Institute for the History of Psychiatry at the Weill Medical College of Cornell University
Medical historian Megan Wolff runs the mental health policy arm of the Institute for the History of Psychiatry at Cornell medical school. She’s created a set of resource tipsheets for policymakers and journalists on subjects that connect public health and psychiatry such as opioid addiction, mental health and incarceration, and, now, the trauma of childhood separation. Each has a lot of useful information, all clearly annotated.
Journal of Health Care for the Poor and Underserved
Meharry Medical College’s Journal of Health Care for the Poor and Underserved publishes peer-reviewed work related to health care and medically underserved communities. Published by The Johns Hopkins University Press, the quarterly journal regularly covers issues such as access, costs, health promotion and disease prevention, among others. Contact: Virginia Brennan, editor, 615-327-6819 or vbrennan@mmc.edu.
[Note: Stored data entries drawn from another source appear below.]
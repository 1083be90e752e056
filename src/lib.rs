// Medsync - Core Library
// Shared by the terminal browser, the API server and the tests

pub mod error;
pub mod normalize;
pub mod locale;
pub mod store;
pub mod medicine;
pub mod search;
pub mod shortlist;
pub mod subscription;
pub mod card;
pub mod inventory;
pub mod db;
pub mod importer;
pub mod config;

#[cfg(feature = "server")]
pub mod api;

// Re-export commonly used types
pub use error::{Result, ShortlistError, StoreError, SubscriptionError};
pub use normalize::{normalize_date, normalize_price, normalize_stock, RawField, EMPTY_SENTINEL};
pub use locale::{translate, Label, Language, LanguageContext};
pub use store::{Document, DocumentStore, ListenerRegistration, MemoryStore, StoreEvent};
pub use medicine::{classify, Category, Collection, DrugRecord, Medicine, ProductRecord};
pub use search::filter_medicines;
pub use shortlist::{Shortlist, ShortlistEntry};
pub use subscription::{CollectionState, CollectionSubscription, Phase};
pub use card::{CardRow, MedicineCard};
pub use inventory::{add_to_shortlist, render_tab, Catalog, CatalogHook, Session, Tab, TabView};
pub use db::{open_database, setup_database, upsert_documents, SqliteStore};
pub use importer::{import_csv, import_reader, ImportReport};
pub use config::{init_file_logging, init_logging, Cli, Command, Config, ServerCli};

/// Library version
pub const VERSION: &str = env!("CARGO_PKG_VERSION");
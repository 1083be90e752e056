// Record Classifier
// Two inventory shapes share the stores:
//   medicine-1  "Generic" stock list  → keyed by `Product Name`
//   medicine-2  Jan Aushadhi list     → keyed by `Drug Name` / `Drug Code`
// The shape is decided once, when a document is ingested.

use crate::error::StoreError;
use crate::locale::Language;
use crate::normalize::RawField;
use crate::store::Document;
use serde::{Deserialize, Serialize};
use serde_json::{Map, Value};
use std::fmt;
use std::str::FromStr;

// Field names as they appear in store documents
pub const PRODUCT_NAME: &str = "Product Name";
pub const PRODUCT_NAME_KN: &str = "Product Name_kn";
pub const CURRENT_STOCK: &str = "Current Stock";
pub const DRUG_CODE: &str = "Drug Code";
pub const DRUG_NAME: &str = "Drug Name";
pub const DRUG_NAME_KN: &str = "Drug Name_kn";
pub const UOM: &str = "UOM";
pub const BATCH_NO: &str = "Batch No";
pub const QTY: &str = "Qty";
pub const MRP_DOTTED: &str = "M.R.P.";
pub const MRP: &str = "MRP";
pub const EXP: &str = "EXP";
pub const EXPIRY_DATE: &str = "Expiry Date";

#[derive(Debug, Clone, Copy, PartialEq, Eq, Serialize)]
pub enum Category {
    /// Has a `Product Name` field.
    A,
    /// Everything else.
    B,
}

/// The two inventory lists and the store collections they live in.
#[derive(Debug, Clone, Copy, PartialEq, Eq, Hash, Serialize, Deserialize, clap::ValueEnum)]
#[serde(rename_all = "kebab-case")]
pub enum Collection {
    /// Generic stock list (medicine-1)
    Products,
    /// Jan Aushadhi list (medicine-2)
    JanAushadhi,
}

impl Collection {
    pub const ALL: [Collection; 2] = [Collection::Products, Collection::JanAushadhi];

    /// Default store collection name.
    pub fn default_name(self) -> &'static str {
        match self {
            Collection::Products => "medicine-1",
            Collection::JanAushadhi => "medicine-2",
        }
    }

    pub fn slug(self) -> &'static str {
        match self {
            Collection::Products => "products",
            Collection::JanAushadhi => "jan-aushadhi",
        }
    }
}

impl fmt::Display for Collection {
    fn fmt(&self, f: &mut fmt::Formatter<'_>) -> fmt::Result {
        f.write_str(self.slug())
    }
}

impl FromStr for Collection {
    type Err = StoreError;

    /// Accepts the slug or the default collection name.
    fn from_str(s: &str) -> Result<Self, Self::Err> {
        Collection::ALL
            .into_iter()
            .find(|c| s == c.slug() || s == c.default_name())
            .ok_or_else(|| StoreError::UnknownCollection(s.to_string()))
    }
}

/// Primary (English) and secondary (Kannada) names of a record.
#[derive(Debug, Clone, PartialEq, Default, Serialize)]
pub struct NamePair {
    pub english: Option<String>,
    pub kannada: Option<String>,
}

impl NamePair {
    fn from_fields(fields: &Map<String, Value>, english: &str, kannada: &str) -> Self {
        Self {
            english: text_field(fields, english),
            kannada: text_field(fields, kannada),
        }
    }

    pub fn get(&self, language: Language) -> Option<&str> {
        match language {
            Language::English => self.english.as_deref(),
            Language::Kannada => self.kannada.as_deref(),
        }
    }

    /// Both names, only when both are present and non-empty.
    pub fn both(&self) -> Option<(&str, &str)> {
        match (self.english.as_deref(), self.kannada.as_deref()) {
            (Some(en), Some(kn)) if !en.is_empty() && !kn.is_empty() => Some((en, kn)),
            _ => None,
        }
    }
}

/// Price read from `M.R.P.` first, then `MRP`.
#[derive(Debug, Clone, PartialEq, Default, Serialize)]
pub struct PriceFields {
    pub mrp_dotted: RawField,
    pub mrp: RawField,
}

impl PriceFields {
    fn from_fields(fields: &Map<String, Value>) -> Self {
        Self {
            mrp_dotted: RawField::from_json(fields.get(MRP_DOTTED)),
            mrp: RawField::from_json(fields.get(MRP)),
        }
    }

    pub fn preferred(&self) -> &RawField {
        if self.mrp_dotted.is_absent() {
            &self.mrp
        } else {
            &self.mrp_dotted
        }
    }
}

/// Expiry read from `EXP` first, then `Expiry Date`.
#[derive(Debug, Clone, PartialEq, Default, Serialize)]
pub struct ExpiryFields {
    pub exp: RawField,
    pub expiry_date: RawField,
}

impl ExpiryFields {
    fn from_fields(fields: &Map<String, Value>) -> Self {
        Self {
            exp: RawField::from_json(fields.get(EXP)),
            expiry_date: RawField::from_json(fields.get(EXPIRY_DATE)),
        }
    }

    pub fn preferred(&self) -> &RawField {
        if self.exp.is_absent() {
            &self.expiry_date
        } else {
            &self.exp
        }
    }
}

/// Category A record (`medicine-1`).
#[derive(Debug, Clone, PartialEq, Serialize)]
pub struct ProductRecord {
    pub id: String,
    pub name: NamePair,
    pub current_stock: RawField,
    pub price: PriceFields,
    pub expiry: ExpiryFields,
}

/// Category B record (`medicine-2`).
#[derive(Debug, Clone, PartialEq, Serialize)]
pub struct DrugRecord {
    pub id: String,
    pub drug_code: Option<String>,
    pub name: NamePair,
    pub uom: Option<String>,
    pub batch_no: Option<String>,
    pub qty: RawField,
    pub price: PriceFields,
    pub expiry: ExpiryFields,
}

/// A classified inventory record.
#[derive(Debug, Clone, PartialEq, Serialize)]
#[serde(tag = "category")]
pub enum Medicine {
    Product(ProductRecord),
    JanAushadhi(DrugRecord),
}

impl Medicine {
    /// Classify and type a store document.
    ///
    /// A document carrying a `Product Name` key is category A whatever else
    /// it contains, even when the value is null.
    pub fn from_document(doc: Document) -> Self {
        let Document { id, fields } = doc;
        if fields.contains_key(PRODUCT_NAME) {
            Medicine::Product(ProductRecord {
                id,
                name: NamePair::from_fields(&fields, PRODUCT_NAME, PRODUCT_NAME_KN),
                current_stock: RawField::from_json(fields.get(CURRENT_STOCK)),
                price: PriceFields::from_fields(&fields),
                expiry: ExpiryFields::from_fields(&fields),
            })
        } else {
            Medicine::JanAushadhi(DrugRecord {
                id,
                drug_code: text_field(&fields, DRUG_CODE),
                name: NamePair::from_fields(&fields, DRUG_NAME, DRUG_NAME_KN),
                uom: text_field(&fields, UOM),
                batch_no: text_field(&fields, BATCH_NO),
                qty: RawField::from_json(fields.get(QTY)),
                price: PriceFields::from_fields(&fields),
                expiry: ExpiryFields::from_fields(&fields),
            })
        }
    }

    pub fn id(&self) -> &str {
        match self {
            Medicine::Product(r) => &r.id,
            Medicine::JanAushadhi(r) => &r.id,
        }
    }

    pub fn names(&self) -> &NamePair {
        match self {
            Medicine::Product(r) => &r.name,
            Medicine::JanAushadhi(r) => &r.name,
        }
    }

    /// Name in the selected language; empty when that name is missing.
    pub fn display_name(&self, language: Language) -> &str {
        self.names().get(language).unwrap_or("")
    }

    /// `Current Stock` or `Qty`, depending on the shape.
    pub fn stock_or_qty(&self) -> &RawField {
        match self {
            Medicine::Product(r) => &r.current_stock,
            Medicine::JanAushadhi(r) => &r.qty,
        }
    }

    pub fn price(&self) -> &RawField {
        match self {
            Medicine::Product(r) => r.price.preferred(),
            Medicine::JanAushadhi(r) => r.price.preferred(),
        }
    }

    pub fn expiry(&self) -> &RawField {
        match self {
            Medicine::Product(r) => r.expiry.preferred(),
            Medicine::JanAushadhi(r) => r.expiry.preferred(),
        }
    }

    /// Card subtitle: `Generic` or `Jan Aushadhi - <code>`.
    pub fn subtitle(&self) -> String {
        match self {
            Medicine::Product(_) => "Generic".to_string(),
            Medicine::JanAushadhi(r) => {
                format!("Jan Aushadhi - {}", r.drug_code.as_deref().unwrap_or(""))
            }
        }
    }
}

/// Which shape a record was classified as.
pub fn classify(medicine: &Medicine) -> Category {
    match medicine {
        Medicine::Product(_) => Category::A,
        Medicine::JanAushadhi(_) => Category::B,
    }
}

/// String form of a scalar field; numbers are stringified, other
/// types and null count as missing.
fn text_field(fields: &Map<String, Value>, key: &str) -> Option<String> {
    match fields.get(key)? {
        Value::String(s) => Some(s.clone()),
        Value::Number(n) => Some(n.to_string()),
        _ => None,
    }
}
Center for Reducing Health Disparities
This University of California, Davis, center takes a multidisciplinary, collaborative approach to the inequities in health access and quality of care. This includes a comprehensive program for research, education and teaching, and community outreach and information dissemination. It has produced a number of publications that address inequities in health for racial/ethnic/language minority populations, as well as curriculum development, and the mapping of disparities through the use of GIS.
Johns Hopkins Urban Health Institute
Established in 2000, Johns Hopkins University’s Urban Health Institute aims to leverage its academic expertise to benefit East Baltimore, a typically underserved area with high poverty and health issues. While primarily focused on health issues affecting Baltimore, its work on early childhood development, teenagers’ sexual health and other areas can guide your reporting on these topics in other cities, as well as provide some expertise. The institute holds an annual symposium on the Social Determinants of Health each spring.
Center for Mental Health Disparities
This University of Louisville program promotes health and wellness in historically underserved families. Its work is interdisciplinary and collaborative, focusing on research with adults, children, couples, and families across cultures. The Center’s research is intended to contribute to understanding mental health disparities in ethnic minority families, leading to the ongoing development of culturally sensitive interventions.
Center for Health Policy and Inequalities Research
Researchers at this Duke University center focus on wide range of interdisciplinary studies of health disparities from population-based data to reviews of health systems and intervention. Recent studies have looked at teen pregnancy initiatives, the impact of child care environments and HIV in the southern United States. Their work, part of the Duke Global Health Institute, focuses on health inequality worldwide.
National Center for Children in Poverty
Part of Columbia University’s Mailman School of Public Health, NCCP covers targets everything from healthy development of infants and toddlers to children’s mental health and the impacts of immigration, early care and families’ wages. Useful data measure risks for young children as well as policy and demographic changes in all 50 U.S. states.
National Institute on Minority Health and Health Disparities
The NIMHD leads scientific research to improve minority health and eliminate health disparities. In that role, it plans, reviews, coordinates, and evaluates all minority health and health disparities research and activities of the National Institutes of Health, supports the training of a diverse research workforce and translates and disseminates research information.
Center on Society and Health at Virginia Commonwealth University
Provides objective, independent analysis on the health effects of social distress, neighborhood environment, education, welfare policy, and other aspects of the social determinants of health.
The MacArthur Research Network on Socioeconomic Status and Health
A collaboration of scholars in medicine, psychology, sociology, and other fields who are trying to figure out how socioeconomic status alters the performance of biological systems to alter disease risk and mortality. The web site links to helpful notebooks, research papers and bibliographies.
Whitehall II Study of British Civil Servants
The first Whitehall study, started in 1967, famously showed that men in the lowest employment grades were much more likely to die prematurely than men in the highest grades. Whitehall II, launched in 1984, is tracking a larger group and includes women.
Symposium on the Social Determinants of Health
Started in 2012 at Johns Hopkins University, “to raise awareness about the impact and importance of the social determinants of health.” The website archives videos and slide presentations by experts on topics such as early life, race and gender, stress, poverty and education.